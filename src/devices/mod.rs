//! Measurement-card façades and their transport abstractions.
//!
//! The concrete Spectrum-card driver lives outside this crate. The façades
//! only see two narrow traits: [`DacLink`] consumes interleaved replay
//! frames, [`AdcLink`] produces per-gate capture buffers. Everything above
//! the traits (worker threads, gate bookkeeping, amplitude ceilings) is
//! hardware independent and exercised by the tests through mock links.

pub mod rx;
pub mod tx;

pub use rx::RxCard;
pub use tx::TxCard;

use ndarray::Array2;
use thiserror::Error;

/// Opaque failure reported by a card transport. Fatal to the current run.
#[derive(Clone, Debug, Error)]
#[error("device error: {0}")]
pub struct DeviceError(pub String);

impl DeviceError {
    pub fn new(message: impl Into<String>) -> Self {
        Self(message.into())
    }
}

/// Raw int16 samples of one ADC gate, shaped `[n_coils, n_ro]`. Coil 0
/// carries the phase reference square in bit 15.
pub type RawGate = Array2<i16>;

/// Transmit DMA transport.
///
/// Implementations wrap the vendor driver: `replay` hands one block frame
/// (interleaved `[rf, gx, gy, gz]` int16 samples at the card dwell) to the
/// DMA ring and may block until ring space is available.
pub trait DacLink: Send + 'static {
    fn replay(&mut self, frame: &[i16]) -> Result<(), DeviceError>;

    /// Program the DC offsets of the three gradient channels, in mV.
    fn write_dc_offsets(&mut self, offsets_mv: [f64; 3], high_impedance: bool)
        -> Result<(), DeviceError>;
}

/// Receive DMA transport.
pub trait AdcLink: Send + 'static {
    /// Arm the digitiser and clear its gate ring.
    fn begin(&mut self) -> Result<(), DeviceError>;

    /// Fetch the next completed gate, or `None` while the ring is empty.
    fn next_gate(&mut self) -> Result<Option<RawGate>, DeviceError>;

    /// Halt capture.
    fn end(&mut self) -> Result<(), DeviceError>;
}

****************

-- What you have to do --
Return a copy of each line in the entries that carries the string "DacLink".

-- Completed task --
//! only see two narrow traits: [`DacLink`] consumes interleaved replay
pub trait DacLink: Send + 'static {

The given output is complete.